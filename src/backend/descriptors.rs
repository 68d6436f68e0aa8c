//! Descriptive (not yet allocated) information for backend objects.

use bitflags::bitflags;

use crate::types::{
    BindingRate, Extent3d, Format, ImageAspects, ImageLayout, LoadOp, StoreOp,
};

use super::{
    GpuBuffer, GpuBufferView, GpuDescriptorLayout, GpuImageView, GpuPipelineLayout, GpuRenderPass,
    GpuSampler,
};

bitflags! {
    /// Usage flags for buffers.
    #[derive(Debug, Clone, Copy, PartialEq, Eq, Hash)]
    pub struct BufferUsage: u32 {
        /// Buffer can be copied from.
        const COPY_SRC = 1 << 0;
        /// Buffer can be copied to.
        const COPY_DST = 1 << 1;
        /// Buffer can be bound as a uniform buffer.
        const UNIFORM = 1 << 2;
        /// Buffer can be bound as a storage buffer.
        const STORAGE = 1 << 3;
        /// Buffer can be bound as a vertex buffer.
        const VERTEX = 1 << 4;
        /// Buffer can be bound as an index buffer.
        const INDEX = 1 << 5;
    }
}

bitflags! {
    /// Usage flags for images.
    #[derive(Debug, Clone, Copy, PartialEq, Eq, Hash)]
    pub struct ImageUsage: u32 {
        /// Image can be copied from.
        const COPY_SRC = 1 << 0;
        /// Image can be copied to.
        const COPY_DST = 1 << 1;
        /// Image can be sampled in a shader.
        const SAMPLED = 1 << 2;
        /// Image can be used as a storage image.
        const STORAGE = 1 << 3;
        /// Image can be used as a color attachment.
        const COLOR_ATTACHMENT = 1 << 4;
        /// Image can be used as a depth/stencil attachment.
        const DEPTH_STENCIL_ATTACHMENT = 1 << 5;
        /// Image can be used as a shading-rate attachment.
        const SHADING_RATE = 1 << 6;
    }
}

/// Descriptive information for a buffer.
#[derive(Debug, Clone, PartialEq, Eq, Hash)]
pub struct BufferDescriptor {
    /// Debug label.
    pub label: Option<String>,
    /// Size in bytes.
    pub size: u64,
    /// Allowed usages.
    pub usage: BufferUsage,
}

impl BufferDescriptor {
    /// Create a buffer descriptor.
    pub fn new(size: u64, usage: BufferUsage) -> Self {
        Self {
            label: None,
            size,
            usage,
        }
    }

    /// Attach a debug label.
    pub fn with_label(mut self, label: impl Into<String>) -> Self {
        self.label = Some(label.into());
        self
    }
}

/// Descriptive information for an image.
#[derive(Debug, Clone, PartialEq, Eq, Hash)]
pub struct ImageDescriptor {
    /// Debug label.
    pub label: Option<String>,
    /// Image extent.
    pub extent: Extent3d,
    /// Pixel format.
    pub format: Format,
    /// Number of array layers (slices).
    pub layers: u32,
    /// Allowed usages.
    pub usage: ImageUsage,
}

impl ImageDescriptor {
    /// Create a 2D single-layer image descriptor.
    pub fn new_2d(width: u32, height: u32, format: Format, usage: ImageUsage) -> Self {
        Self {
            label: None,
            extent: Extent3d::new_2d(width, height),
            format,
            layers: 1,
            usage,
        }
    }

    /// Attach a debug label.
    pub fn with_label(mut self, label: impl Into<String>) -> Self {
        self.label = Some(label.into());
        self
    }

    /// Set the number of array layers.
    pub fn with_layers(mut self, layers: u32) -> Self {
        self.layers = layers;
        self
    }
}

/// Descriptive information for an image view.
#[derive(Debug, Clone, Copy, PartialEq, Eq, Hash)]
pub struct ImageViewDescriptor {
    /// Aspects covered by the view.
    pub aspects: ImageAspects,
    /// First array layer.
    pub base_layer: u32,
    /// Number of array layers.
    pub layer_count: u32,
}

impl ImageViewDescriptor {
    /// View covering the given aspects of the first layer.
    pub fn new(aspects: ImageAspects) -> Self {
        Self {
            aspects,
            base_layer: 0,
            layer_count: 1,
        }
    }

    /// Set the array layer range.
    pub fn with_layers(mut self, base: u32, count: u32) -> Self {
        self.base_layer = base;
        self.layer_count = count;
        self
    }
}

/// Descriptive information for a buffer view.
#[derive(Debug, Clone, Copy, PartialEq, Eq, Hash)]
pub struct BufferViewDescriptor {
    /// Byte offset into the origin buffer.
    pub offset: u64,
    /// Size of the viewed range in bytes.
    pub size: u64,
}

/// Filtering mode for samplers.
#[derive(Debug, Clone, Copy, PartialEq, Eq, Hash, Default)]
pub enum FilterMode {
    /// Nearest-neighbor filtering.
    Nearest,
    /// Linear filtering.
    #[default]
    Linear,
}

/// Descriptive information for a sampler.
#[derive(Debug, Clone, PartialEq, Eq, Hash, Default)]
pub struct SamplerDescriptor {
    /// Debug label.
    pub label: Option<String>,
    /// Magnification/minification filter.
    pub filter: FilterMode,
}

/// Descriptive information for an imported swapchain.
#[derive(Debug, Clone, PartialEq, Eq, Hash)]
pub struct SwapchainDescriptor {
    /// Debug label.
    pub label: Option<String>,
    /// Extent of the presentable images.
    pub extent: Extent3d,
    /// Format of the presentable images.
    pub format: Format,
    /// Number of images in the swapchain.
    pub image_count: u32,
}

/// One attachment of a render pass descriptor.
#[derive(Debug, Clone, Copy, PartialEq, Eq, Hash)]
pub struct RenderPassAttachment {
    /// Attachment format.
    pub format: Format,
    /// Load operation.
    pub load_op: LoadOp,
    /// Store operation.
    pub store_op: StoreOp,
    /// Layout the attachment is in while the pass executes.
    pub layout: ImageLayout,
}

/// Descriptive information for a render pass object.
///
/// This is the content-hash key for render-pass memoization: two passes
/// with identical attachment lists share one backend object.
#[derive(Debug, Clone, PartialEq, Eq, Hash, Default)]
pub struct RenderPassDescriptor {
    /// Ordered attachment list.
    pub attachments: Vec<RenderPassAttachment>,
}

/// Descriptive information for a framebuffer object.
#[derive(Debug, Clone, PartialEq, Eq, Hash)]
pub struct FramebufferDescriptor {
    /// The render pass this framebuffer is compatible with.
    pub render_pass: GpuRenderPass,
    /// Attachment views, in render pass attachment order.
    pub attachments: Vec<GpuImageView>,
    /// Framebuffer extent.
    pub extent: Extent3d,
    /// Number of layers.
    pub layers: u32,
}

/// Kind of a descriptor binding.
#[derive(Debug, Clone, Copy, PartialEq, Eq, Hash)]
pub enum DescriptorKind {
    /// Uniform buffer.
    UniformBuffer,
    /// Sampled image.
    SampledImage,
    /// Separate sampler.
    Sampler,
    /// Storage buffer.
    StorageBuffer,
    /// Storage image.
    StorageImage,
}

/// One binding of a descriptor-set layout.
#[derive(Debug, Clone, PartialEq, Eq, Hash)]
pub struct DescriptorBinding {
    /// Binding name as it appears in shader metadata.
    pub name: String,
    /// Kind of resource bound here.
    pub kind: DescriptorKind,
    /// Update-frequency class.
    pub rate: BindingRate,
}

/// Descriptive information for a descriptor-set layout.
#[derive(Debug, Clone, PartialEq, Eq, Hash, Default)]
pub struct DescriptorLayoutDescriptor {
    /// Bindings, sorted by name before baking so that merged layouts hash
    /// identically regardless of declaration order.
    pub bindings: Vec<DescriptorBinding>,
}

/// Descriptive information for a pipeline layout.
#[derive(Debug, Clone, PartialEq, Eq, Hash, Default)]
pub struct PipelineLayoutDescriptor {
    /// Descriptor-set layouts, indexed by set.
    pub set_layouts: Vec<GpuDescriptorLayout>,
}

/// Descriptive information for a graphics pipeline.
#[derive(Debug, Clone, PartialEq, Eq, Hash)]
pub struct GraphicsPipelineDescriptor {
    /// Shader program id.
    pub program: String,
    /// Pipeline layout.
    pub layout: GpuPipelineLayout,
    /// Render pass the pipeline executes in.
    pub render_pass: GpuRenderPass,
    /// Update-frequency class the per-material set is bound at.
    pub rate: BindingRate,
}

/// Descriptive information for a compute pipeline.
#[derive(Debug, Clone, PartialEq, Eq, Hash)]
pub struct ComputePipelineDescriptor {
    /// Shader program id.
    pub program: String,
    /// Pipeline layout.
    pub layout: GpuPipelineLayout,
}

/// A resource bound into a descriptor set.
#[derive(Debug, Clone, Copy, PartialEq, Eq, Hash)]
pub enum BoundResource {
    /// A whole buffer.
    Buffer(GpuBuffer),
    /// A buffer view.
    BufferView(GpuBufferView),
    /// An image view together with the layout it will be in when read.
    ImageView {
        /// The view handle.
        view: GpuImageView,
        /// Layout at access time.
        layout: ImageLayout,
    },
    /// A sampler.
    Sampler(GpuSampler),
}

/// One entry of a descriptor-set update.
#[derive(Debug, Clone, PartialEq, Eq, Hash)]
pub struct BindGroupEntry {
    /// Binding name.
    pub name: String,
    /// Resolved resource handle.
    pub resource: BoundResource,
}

○ ○ ○ ○ ○

WORK TO BE COMPLETED:
What is the number of lines in the records that contain "class"? Give that number only.

FINISHED TASK:
2